## WHAT TO DO
Take every line from the data that has the word "StatusInfo" in it.

Data entries
- Opening Delimiter -

//! Category directory shared by the list, the panel and the form.
//!
//! The directory is loaded once at startup. A failed load leaves it empty and
//! every consumer falls back gracefully: names resolve to "unknown" and the
//! form's category selector has no options. There is no automatic retry.

use crate::constants::{ALERT_LOAD_CATEGORIES, UNKNOWN_CATEGORY};
use crate::trivia::{Category, CategoryId};
use crate::ui::core::Action;
use std::collections::BTreeMap;

#[derive(Debug, Clone, Copy, PartialEq, Eq, Default)]
pub enum LoadState {
    #[default]
    Idle,
    Loading,
    Loaded,
    Failed,
}

#[derive(Debug, Clone, Default)]
pub struct CategoryDirectory {
    names: BTreeMap<CategoryId, String>,
    state: LoadState,
}

impl CategoryDirectory {
    pub fn new() -> Self {
        Self::default()
    }

    pub fn state(&self) -> LoadState {
        self.state
    }

    pub fn begin_load(&mut self) {
        self.state = LoadState::Loading;
    }

    /// Replace the mapping with a freshly fetched one
    pub fn apply_loaded(&mut self, categories: Vec<Category>) {
        self.names = categories
            .into_iter()
            .map(|category| (category.id, category.name))
            .collect();
        self.state = LoadState::Loaded;
    }

    pub fn apply_failed(&mut self, error: &str) {
        log::warn!("Category load failed: {}", error);
        self.names.clear();
        self.state = LoadState::Failed;
    }

    /// Display name for `id`, or "unknown" when the directory lacks it
    pub fn name_of(&self, id: CategoryId) -> &str {
        self.names.get(&id).map(String::as_str).unwrap_or(UNKNOWN_CATEGORY)
    }

    /// `(id, name)` pairs ordered by id, used as select options
    pub fn options(&self) -> Vec<(CategoryId, String)> {
        self.names.iter().map(|(id, name)| (*id, name.clone())).collect()
    }

    pub fn contains(&self, id: CategoryId) -> bool {
        self.names.contains_key(&id)
    }

    pub fn is_empty(&self) -> bool {
        self.names.is_empty()
    }

    pub fn len(&self) -> usize {
        self.names.len()
    }

    pub fn update(&mut self, action: Action) -> Action {
        match action {
            Action::LoadCategories => {
                self.begin_load();
                action
            }
            Action::CategoriesLoaded(categories) => {
                self.apply_loaded(categories);
                Action::None
            }
            Action::CategoriesFailed(error) => {
                self.apply_failed(&error);
                Action::ShowAlert(ALERT_LOAD_CATEGORIES.to_string())
            }
            _ => action,
        }
    }
}
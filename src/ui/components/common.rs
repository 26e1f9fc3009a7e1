use ratatui::{
    layout::Alignment,
    style::{Color, Modifier, Style},
    text::{Line, Span},
    widgets::{Block, BorderType, Borders, Paragraph},
};

/// Creates a styled modal or panel block
pub fn create_dialog_block<'a>(title: &'a str, theme_color: Color) -> Block<'a> {
    Block::default()
        .borders(Borders::ALL)
        .border_type(BorderType::Rounded)
        .title(title)
        .title_style(Style::default().fg(theme_color).add_modifier(Modifier::BOLD))
        .style(Style::default().fg(theme_color))
}

/// Border and title color for a form field, depending on focus and validity
pub fn field_color(focused: bool, invalid: bool) -> Color {
    if invalid {
        Color::Red
    } else if focused {
        Color::Yellow
    } else {
        Color::Gray
    }
}

/// Creates a text input field. The cursor block is only drawn while focused.
pub fn create_input_paragraph<'a>(value: &'a str, field_title: &str, focused: bool, invalid: bool) -> Paragraph<'a> {
    let mut spans = vec![Span::styled(value, Style::default().fg(Color::White))];
    if focused {
        spans.push(Span::styled("█", Style::default().fg(Color::White)));
    }

    let color = field_color(focused, invalid);
    let input_block = Block::default()
        .borders(Borders::ALL)
        .border_type(BorderType::Rounded)
        .title(format!(" {} ", field_title))
        .title_style(Style::default().fg(color))
        .style(Style::default().fg(color));

    Paragraph::new(Line::from(spans)).block(input_block)
}

/// Creates a select field showing the current option between arrows
pub fn create_selection_paragraph(value: String, field_title: &str, focused: bool) -> Paragraph<'static> {
    let display = if focused {
        format!("◀ {} ▶", value)
    } else {
        value
    };

    let color = field_color(focused, false);
    let block = Block::default()
        .borders(Borders::ALL)
        .border_type(BorderType::Rounded)
        .title(format!(" {} ", field_title))
        .title_style(Style::default().fg(color))
        .style(Style::default().fg(color));

    Paragraph::new(display).block(block).style(Style::default().fg(Color::White))
}

/// Instruction shortcut definition: (key, color, description)
pub type InstructionShortcut = (&'static str, Color, &'static str);

/// Creates a paragraph with color-coded instruction shortcuts
pub fn create_instructions_paragraph<'a>(instructions: &[InstructionShortcut]) -> Paragraph<'a> {
    let mut instruction_text = Vec::new();
    for (key, color, desc) in instructions {
        instruction_text.push(Span::styled(
            *key,
            Style::default().fg(*color).add_modifier(Modifier::BOLD),
        ));
        instruction_text.push(Span::styled(*desc, Style::default().fg(Color::Gray)));
    }

    Paragraph::new(Line::from(instruction_text)).alignment(Alignment::Center)
}

/// Common instruction shortcuts
pub mod shortcuts {
    use super::*;

    pub const SEPARATOR: InstructionShortcut = (" • ", Color::Gray, "");
    pub const ESC_BACK: InstructionShortcut = ("Esc", Color::Red, " Back");
    pub const ENTER_SUBMIT: InstructionShortcut = ("Enter", Color::Green, " Submit");
    pub const TAB_NEXT: InstructionShortcut = ("Tab", Color::Cyan, " Next field");
    pub const ARROWS_CHOOSE: InstructionShortcut = ("←/→", Color::Cyan, " Choose");
    pub const ENTER_DISMISS: InstructionShortcut = ("Enter", Color::Green, " Dismiss");
}
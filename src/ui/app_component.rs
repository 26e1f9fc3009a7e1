use crate::backend::TriviaBackend;
use crate::icons::IconService;
use crate::logger::Logger;
use crate::ui::components::logs_dialog::LogsDialog;
use crate::ui::components::status_bar::StatusInfo;
use crate::ui::components::{
    AlertDialog, CategoryDirectory, CategoryPanel, NavHeader, QuestionForm, QuestionListView, StatusBar,
};
use crate::ui::core::{Action, AppContext, Component, EventType, TaskManager, View};
use crate::ui::layout::LayoutManager;
use crossterm::event::{KeyCode, KeyEvent, KeyModifiers};
use ratatui::{layout::Rect, Frame};
use std::sync::Arc;
use tokio::sync::mpsc;

/// Application state separate from UI concerns
#[derive(Debug, Clone, Default)]
pub struct AppState {
    pub view: View,
    pub show_logs: bool,
}

/// Root component: owns every child, runs backend requests and routes input.
///
/// Actions flow through the children in a fixed order (directory, panel,
/// list, form, alert). Whatever survives the chain is handled here, which is
/// where requests get spawned and navigation happens.
pub struct AppComponent {
    // Component composition
    directory: CategoryDirectory,
    panel: CategoryPanel,
    list: QuestionListView,
    form: QuestionForm,
    alert: AlertDialog,

    // Application state
    state: AppState,

    // Services
    backend: Arc<dyn TriviaBackend>,
    task_manager: TaskManager,
    background_action_rx: mpsc::UnboundedReceiver<Action>,
    logger: Logger,
    icons: IconService,
    panel_width: u16,

    should_quit: bool,
}

impl AppComponent {
    pub fn new(context: AppContext) -> Self {
        let (task_manager, background_action_rx) = TaskManager::new();
        let icons = context.icons.clone();

        context.logger.log(format!(
            "AppComponent: Using {} backend, icon theme {:?}",
            context.backend.backend_type(),
            icons.theme()
        ));

        let mut app = Self {
            directory: CategoryDirectory::new(),
            panel: CategoryPanel::new(),
            list: QuestionListView::new(),
            form: QuestionForm::new(),
            alert: AlertDialog::new(),
            state: AppState::default(),
            backend: context.backend,
            task_manager,
            background_action_rx,
            logger: context.logger,
            icons,
            panel_width: context.config.ui.category_panel_width,
            should_quit: false,
        };
        app.list.set_page_size(context.config.api.page_size);
        app.apply_icons();
        app
    }

    pub fn icons(&self) -> &IconService {
        &self.icons
    }

    /// Hand the current icon theme to every child
    fn apply_icons(&mut self) {
        self.list.set_icons(self.icons.clone());
        self.panel.icons = self.icons.clone();
        self.form.icons = self.icons.clone();
        self.alert.icons = self.icons.clone();
    }

    /// Issue the startup requests: the category directory and the unfiltered list
    pub fn mount(&mut self) {
        self.logger.log("AppComponent: Loading categories and questions".to_string());
        self.dispatch(Action::LoadCategories);
        let fetch = self.list.initial_fetch();
        self.dispatch(fetch);
    }

    pub fn should_quit(&self) -> bool {
        self.should_quit
    }

    /// Get the number of active background tasks
    pub fn active_task_count(&self) -> usize {
        self.task_manager.task_count()
    }

    pub fn view(&self) -> View {
        self.state.view
    }

    pub fn is_showing_logs(&self) -> bool {
        self.state.show_logs
    }

    pub fn directory(&self) -> &CategoryDirectory {
        &self.directory
    }

    pub fn list(&self) -> &QuestionListView {
        &self.list
    }

    pub fn form(&self) -> &QuestionForm {
        &self.form
    }

    pub fn form_mut(&mut self) -> &mut QuestionForm {
        &mut self.form
    }

    pub fn panel(&self) -> &CategoryPanel {
        &self.panel
    }

    pub fn alert(&self) -> &AlertDialog {
        &self.alert
    }

    /// Run an action through the children, then through app-level handling
    pub fn dispatch(&mut self, action: Action) {
        if action.is_none() {
            return;
        }

        let action = self.update(action);
        let _final_action = self.handle_app_action(action);

        // Update component data after any changes
        self.sync_component_data();
    }

    /// Update all components with current data
    fn sync_component_data(&mut self) {
        self.panel.update_categories(self.directory.clone());
        self.list.update_categories(self.directory.clone());
        self.form.update_categories(self.directory.clone());
    }

    /// Handle global keyboard shortcuts that aren't component-specific
    fn handle_global_key(&mut self, key: KeyEvent) -> Action {
        match key.code {
            KeyCode::Char('q') => {
                self.logger.log("Global key: 'q' - quitting application".to_string());
                Action::Quit
            }
            KeyCode::Char('a') => {
                self.logger.log("Global key: 'a' - opening add form".to_string());
                Action::NavigateTo(View::Add)
            }
            KeyCode::Char('i') => Action::CycleIconTheme,
            _ => Action::None,
        }
    }

    /// Handle app-level actions that require business logic
    pub fn handle_app_action(&mut self, action: Action) -> Action {
        match action {
            Action::Quit => {
                self.should_quit = true;
                Action::None
            }
            Action::NavigateTo(view) => {
                if self.state.view != view {
                    self.logger.log(format!("Navigation: {:?} -> {:?}", self.state.view, view));
                    self.list.search_bar.on_blur();
                    self.state.view = view;
                }
                Action::None
            }
            Action::ShowLogs(show) => {
                self.state.show_logs = show;
                Action::None
            }
            Action::CycleIconTheme => {
                self.icons.cycle_icon_theme();
                self.logger.log(format!("Icons: Switched to {:?} theme", self.icons.theme()));
                self.apply_icons();
                Action::None
            }
            Action::LoadCategories => {
                self.logger.log("Categories: Requesting category directory".to_string());
                self.task_manager.spawn_category_load(Arc::clone(&self.backend));
                Action::None
            }
            Action::FetchQuestions { seq, query } => {
                self.logger
                    .log(format!("Questions: Fetch #{} for {}", seq, query.describe()));
                self.task_manager
                    .spawn_question_fetch(Arc::clone(&self.backend), seq, query);
                Action::None
            }
            Action::DeleteQuestion(id) => {
                self.logger.log(format!("Questions: Deleting question {}", id));
                self.task_manager.spawn_question_delete(Arc::clone(&self.backend), id);
                Action::None
            }
            Action::SubmitQuestion(draft) => {
                self.logger.log(format!(
                    "Form: Submitting question '{}' (difficulty {}, category {})",
                    draft.question, draft.difficulty, draft.category
                ));
                self.task_manager.spawn_question_submit(Arc::clone(&self.backend), draft);
                Action::None
            }
            Action::None => Action::None,
            other => {
                log::debug!("Unhandled action reached the app: {:?}", other);
                Action::None
            }
        }
    }

    /// Process background actions from task manager
    pub fn process_background_actions(&mut self) -> Vec<Action> {
        let mut actions = Vec::new();

        // Process all available background actions
        while let Ok(action) = self.background_action_rx.try_recv() {
            self.logger.log(format!("Background: Received {}", describe_result(&action)));
            actions.push(action);
        }

        // Clean up finished tasks
        let completed_tasks = self.task_manager.cleanup_finished_tasks();
        if !completed_tasks.is_empty() {
            log::debug!("Background: Cleaned up {} finished tasks", completed_tasks.len());
        }

        actions
    }

    /// Wait for the next background result and apply it. Only returns `false`
    /// when the result channel has closed.
    pub async fn apply_next_background_action(&mut self) -> bool {
        match self.background_action_rx.recv().await {
            Some(action) => {
                self.logger.log(format!("Background: Received {}", describe_result(&action)));
                self.dispatch(action);
                self.task_manager.cleanup_finished_tasks();
                true
            }
            None => false,
        }
    }

    /// Check if any background operations are running
    pub fn is_busy(&self) -> bool {
        self.task_manager.task_count() > 0
    }

    /// Process an event through the component hierarchy. Returns whether the
    /// screen needs a redraw.
    pub fn handle_event(&mut self, event_type: EventType) -> anyhow::Result<bool> {
        let needs_render = match event_type {
            EventType::Key(key) => {
                let action = self.handle_key_events(key);
                self.dispatch(action);
                true
            }
            EventType::Resize(_, _) => true,
            EventType::Tick => {
                let background_actions = self.process_background_actions();
                // Results changed the screen; pending requests keep the loading
                // indicators fresh
                let needs_render = !background_actions.is_empty() || self.is_busy();
                for action in background_actions {
                    self.dispatch(action);
                }
                needs_render
            }
            EventType::Other => false,
        };

        Ok(needs_render)
    }
}

impl Component for AppComponent {
    fn handle_key_events(&mut self, key: KeyEvent) -> Action {
        // Alerts are modal
        if self.alert.is_visible() {
            return self.alert.handle_key_events(key);
        }

        if key.code == KeyCode::Char('c') && key.modifiers.contains(KeyModifiers::CONTROL) {
            self.logger.log("Global key: Ctrl+C - quitting application".to_string());
            return Action::Quit;
        }

        if self.state.show_logs {
            return match key.code {
                KeyCode::Esc | KeyCode::Char('G') => Action::ShowLogs(false),
                _ => Action::None,
            };
        }

        let nav_action = NavHeader::handle_key(key);
        if !nav_action.is_none() {
            return nav_action;
        }

        match self.state.view {
            View::List => {
                if self.list.is_search_focused() {
                    return self.list.handle_key_events(key);
                }

                // Try the panel first (J/K), then the list (j/k and card keys)
                let panel_action = self.panel.handle_key_events(key);
                if !panel_action.is_none() {
                    return panel_action;
                }

                let list_action = self.list.handle_key_events(key);
                if !list_action.is_none() {
                    return list_action;
                }

                self.handle_global_key(key)
            }
            View::Add => self.form.handle_key_events(key),
        }
    }

    fn update(&mut self, action: Action) -> Action {
        let action = self.directory.update(action);
        let action = self.panel.update(action);
        let action = self.list.update(action);
        let action = self.form.update(action);
        self.alert.update(action)
    }

    fn render(&mut self, f: &mut Frame, rect: Rect) {
        let chunks = LayoutManager::main_layout(rect);

        NavHeader::render(f, chunks[0], self.state.view, &self.icons);

        match self.state.view {
            View::List => {
                let body = LayoutManager::body_layout(chunks[1], self.panel_width);
                self.panel.render(f, body[0]);
                self.list.render(f, body[1]);
            }
            View::Add => self.form.render(f, chunks[1]),
        }

        let info = StatusInfo {
            view: self.state.view,
            pending_requests: self.task_manager.task_count(),
            fetch_state: self.list.state(),
            form_status: self.form.status(),
            search_focused: self.list.is_search_focused(),
        };
        StatusBar::render(f, chunks[2], &info, &self.icons);

        if self.state.show_logs {
            LogsDialog::render(f, &self.logger.get_logs(), rect);
        }

        // Alerts go on top of everything
        if self.alert.is_visible() {
            let area = LayoutManager::centered_rect_lines(60, 7, rect);
            self.alert.render(f, area);
        }
    }
}

/// Log line for a background result, without dumping whole question pages
fn describe_result(action: &Action) -> String {
    match action {
        Action::CategoriesLoaded(categories) => format!("{} categories", categories.len()),
        Action::QuestionsLoaded { seq, page } => format!(
            "page #{} with {} of {} questions",
            seq,
            page.questions.len(),
            page.total_questions
        ),
        other => format!("{:?}", other),
    }
}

- Closing Delimiter -

## WRITTEN SOLUTION
use crate::ui::components::status_bar::StatusInfo;
        let info = StatusInfo {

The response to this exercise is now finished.